It seems to us of late Delta is worse!

----------


## SherylB

So we had booked on AA for our trip in November. Our original booked flight from YYZ to SXM went through PHL and arrived at 2:30 pm. We just received notification this week that our flight would now go through MIA and wouldn't arrive on SXM until 3:45 pm. That kind of messes up our Winair flight at 4 pm.

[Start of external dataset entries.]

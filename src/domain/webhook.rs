//! Inbound gateway payloads and the webhook delivery audit record.

use chrono::{DateTime, NaiveDate, Utc};
use serde::{Deserialize, Serialize};
use uuid::Uuid;

/// Event type recorded for bodies that are not valid JSON.
pub const UNPARSEABLE_EVENT: &str = "UNPARSEABLE";

/// Top-level webhook body as posted by the gateway.
#[derive(Debug, Clone, Deserialize, Serialize)]
pub struct GatewayWebhook {
    pub event: String,
    #[serde(default)]
    pub payment: Option<GatewayPayment>,
}

#[derive(Debug, Clone, Deserialize, Serialize)]
#[serde(rename_all = "camelCase")]
pub struct GatewayPayment {
    pub id: String,
    #[serde(default)]
    pub customer: Option<String>,
    #[serde(default)]
    pub billing_type: Option<String>,
    #[serde(default)]
    pub value: Option<f64>,
    #[serde(default)]
    pub net_value: Option<f64>,
    pub status: String,
    #[serde(default)]
    pub description: Option<String>,
    #[serde(default)]
    pub invoice_url: Option<String>,
    #[serde(default)]
    pub external_reference: Option<String>,
    #[serde(default)]
    pub confirmed_date: Option<String>,
    #[serde(default)]
    pub payment_date: Option<String>,
}

/// Which key the reconciler uses to find the local transaction.
#[derive(Debug, Clone, PartialEq, Eq)]
pub enum LookupKey<'a> {
    ExternalReference(&'a str),
    GatewayPaymentId(&'a str),
}

impl GatewayPayment {
    pub fn lookup_key(&self) -> LookupKey<'_> {
        match self.external_reference.as_deref() {
            Some(reference) if !reference.is_empty() => LookupKey::ExternalReference(reference),
            _ => LookupKey::GatewayPaymentId(&self.id),
        }
    }

    pub fn payment_method(&self) -> Option<String> {
        self.billing_type.as_deref().map(str::to_lowercase)
    }

    /// Confirmation date, falling back to the payment date.
    pub fn settlement_date(&self) -> Option<DateTime<Utc>> {
        let raw = self
            .confirmed_date
            .as_deref()
            .or(self.payment_date.as_deref())?;

        let parsed = parse_gateway_date(raw);
        if parsed.is_none() {
            tracing::warn!(payment_id = %self.id, date = %raw, "Unparseable settlement date, ignoring");
        }
        parsed
    }
}

/// Accepts RFC 3339 timestamps and bare `YYYY-MM-DD` dates (midnight UTC).
pub fn parse_gateway_date(raw: &str) -> Option<DateTime<Utc>> {
    if let Ok(ts) = DateTime::parse_from_rfc3339(raw) {
        return Some(ts.with_timezone(&Utc));
    }

    NaiveDate::parse_from_str(raw, "%Y-%m-%d")
        .ok()
        .and_then(|date| date.and_hms_opt(0, 0, 0))
        .map(|naive| naive.and_utc())
}

/// Marker stored on deliveries that did not lead to a transaction update.
#[derive(Debug, Clone, Copy, PartialEq, Eq)]
pub enum DeliveryNote {
    TransactionNotFound,
    NoPayment,
    UnparseablePayload,
    /// Replay skipped because the transaction changed after this delivery arrived.
    Superseded,
}

impl DeliveryNote {
    /// Notes that replay never picks up again.
    pub const TERMINAL: [DeliveryNote; 3] = [
        DeliveryNote::NoPayment,
        DeliveryNote::UnparseablePayload,
        DeliveryNote::Superseded,
    ];

    pub fn is_terminal(&self) -> bool {
        !matches!(self, DeliveryNote::TransactionNotFound)
    }

    pub fn as_str(&self) -> &'static str {
        match self {
            DeliveryNote::TransactionNotFound => "transaction_not_found",
            DeliveryNote::NoPayment => "no_payment",
            DeliveryNote::UnparseablePayload => "unparseable_payload",
            DeliveryNote::Superseded => "superseded",
        }
    }
}

/// Append-only audit record of one received webhook call.
#[derive(Debug, Clone, PartialEq, Serialize, Deserialize)]
pub struct WebhookDelivery {
    pub id: Uuid,
    pub event_type: String,
    pub payload: serde_json::Value,
    pub idempotency_key: String,
    pub processed: bool,
    pub note: Option<String>,
    pub created_at: DateTime<Utc>,
    pub processed_at: Option<DateTime<Utc>>,
}

impl WebhookDelivery {
    /// Records a parsed delivery. The idempotency key is the gateway payment id,
    /// or a fresh UUID when the body carries no payment.
    pub fn received(webhook: &GatewayWebhook, payload: serde_json::Value) -> Self {
        let idempotency_key = webhook
            .payment
            .as_ref()
            .map(|p| p.id.clone())
            .unwrap_or_else(|| Uuid::new_v4().to_string());

        Self {
            id: Uuid::new_v4(),
            event_type: webhook.event.clone(),
            payload,
            idempotency_key,
            processed: false,
            note: None,
            created_at: Utc::now(),
            processed_at: None,
        }
    }

    /// Records a body that could not be parsed, preserving it verbatim as a JSON string.
    pub fn unparseable(raw: &str) -> Self {
        Self {
            id: Uuid::new_v4(),
            event_type: UNPARSEABLE_EVENT.to_string(),
            payload: serde_json::Value::String(raw.to_string()),
            idempotency_key: Uuid::new_v4().to_string(),
            processed: false,
            note: Some(DeliveryNote::UnparseablePayload.as_str().to_string()),
            created_at: Utc::now(),
            processed_at: None,
        }
    }
}

/// Patch applied to a delivery once processing finishes.
#[derive(Debug, Clone, PartialEq)]
pub struct WebhookLogUpdate {
    pub processed: bool,
    pub note: Option<DeliveryNote>,
}

impl WebhookLogUpdate {
    pub fn processed() -> Self {
        Self { processed: true, note: None }
    }

    pub fn unprocessed(note: DeliveryNote) -> Self {
        Self { processed: false, note: Some(note) }
    }
}

#[cfg(test)]
mod tests {
    use super::*;
    use serde_json::json;

    fn payment(value: serde_json::Value) -> GatewayPayment {
        serde_json::from_value(value).unwrap()
    }

    #[test]
    fn test_deserialize_camel_case_payload() {
        let webhook: GatewayWebhook = serde_json::from_value(json!({
            "event": "PAYMENT_CONFIRMED",
            "payment": {
                "id": "pay_1",
                "customer": "cus_1",
                "billingType": "PIX",
                "value": 10.0,
                "netValue": 9.5,
                "status": "CONFIRMED",
                "externalReference": "svc-42",
                "confirmedDate": "2024-01-01T00:00:00Z"
            }
        }))
        .unwrap();

        let payment = webhook.payment.unwrap();
        assert_eq!(payment.external_reference.as_deref(), Some("svc-42"));
        assert_eq!(payment.payment_method().as_deref(), Some("pix"));
    }

    #[test]
    fn test_lookup_key_falls_back_to_payment_id() {
        let with_ref = payment(json!({"id": "pay_1", "status": "PENDING", "externalReference": "svc-1"}));
        assert_eq!(with_ref.lookup_key(), LookupKey::ExternalReference("svc-1"));

        let empty_ref = payment(json!({"id": "pay_2", "status": "PENDING", "externalReference": ""}));
        assert_eq!(empty_ref.lookup_key(), LookupKey::GatewayPaymentId("pay_2"));

        let no_ref = payment(json!({"id": "pay_3", "status": "PENDING"}));
        assert_eq!(no_ref.lookup_key(), LookupKey::GatewayPaymentId("pay_3"));
    }

    #[test]
    fn test_settlement_date_prefers_confirmed_date() {
        let p = payment(json!({
            "id": "pay_1",
            "status": "RECEIVED",
            "confirmedDate": "2024-02-03",
            "paymentDate": "2024-02-05"
        }));
        assert_eq!(
            p.settlement_date(),
            Some("2024-02-03T00:00:00Z".parse::<DateTime<Utc>>().unwrap())
        );
    }

    #[test]
    fn test_settlement_date_garbage_is_none() {
        let p = payment(json!({"id": "pay_1", "status": "RECEIVED", "paymentDate": "yesterday"}));
        assert_eq!(p.settlement_date(), None);
    }

    #[test]
    fn test_idempotency_key_without_payment_is_fresh() {
        let webhook = GatewayWebhook { event: "ACCOUNT_UPDATED".to_string(), payment: None };
        let a = WebhookDelivery::received(&webhook, json!({}));
        let b = WebhookDelivery::received(&webhook, json!({}));
        assert_ne!(a.idempotency_key, b.idempotency_key);
        assert!(!a.processed);
    }

    #[test]
    fn test_only_transaction_not_found_is_retryable() {
        assert!(!DeliveryNote::TransactionNotFound.is_terminal());
        assert!(DeliveryNote::TERMINAL.iter().all(DeliveryNote::is_terminal));
        assert!(!DeliveryNote::TERMINAL.contains(&DeliveryNote::TransactionNotFound));
    }
}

So we scrapped AA altogether, booked UA through EWR and now arrive on SXM at 2:10 pm. Funny thing is that my husband had now built up enough points on UA so flight were free - and AA gave us a full refund.  More money to spend on SBH!

----------


## elgreaux

> So we had booked on AA for our trip in November. Our original booked flight from YYZ to SXM went through PHL and arrived at 2:30 pm. We just received notification this week that our flight would now go through MIA and wouldn't arrive on SXM until 3:45 pm. That kind of messes up our Winair flight at 4 pm.
> 
> So we scrapped AA altogether, booked UA through EWR and now arrive on SXM at 2:10 pm. Funny thing is that my husband had now built up enough points on UA so flight were free - and AA gave us a full refund.  More money to spend on SBH!



sounds like a win-win...

----------


## marybeth

We are in that same boat, not arriving until 3:45 PM. Not sure what we'll do though...

What are your dates this year? Hoping we overlap.

mb

----------


## kent1994

> So we had booked on AA for our trip in November. Our original booked flight from YYZ to SXM went through PHL and arrived at 2:30 pm. We just received notification this week that our flight would now go through MIA and wouldn't arrive on SXM until 3:45 pm. That kind of messes up our Winair flight at 4 pm.
> 
> So we scrapped AA altogether, booked UA through EWR and now arrive on SXM at 2:10 pm. Funny thing is that my husband had now built up enough points on UA so flight were free - and AA gave us a full refund.  More money to spend on SBH!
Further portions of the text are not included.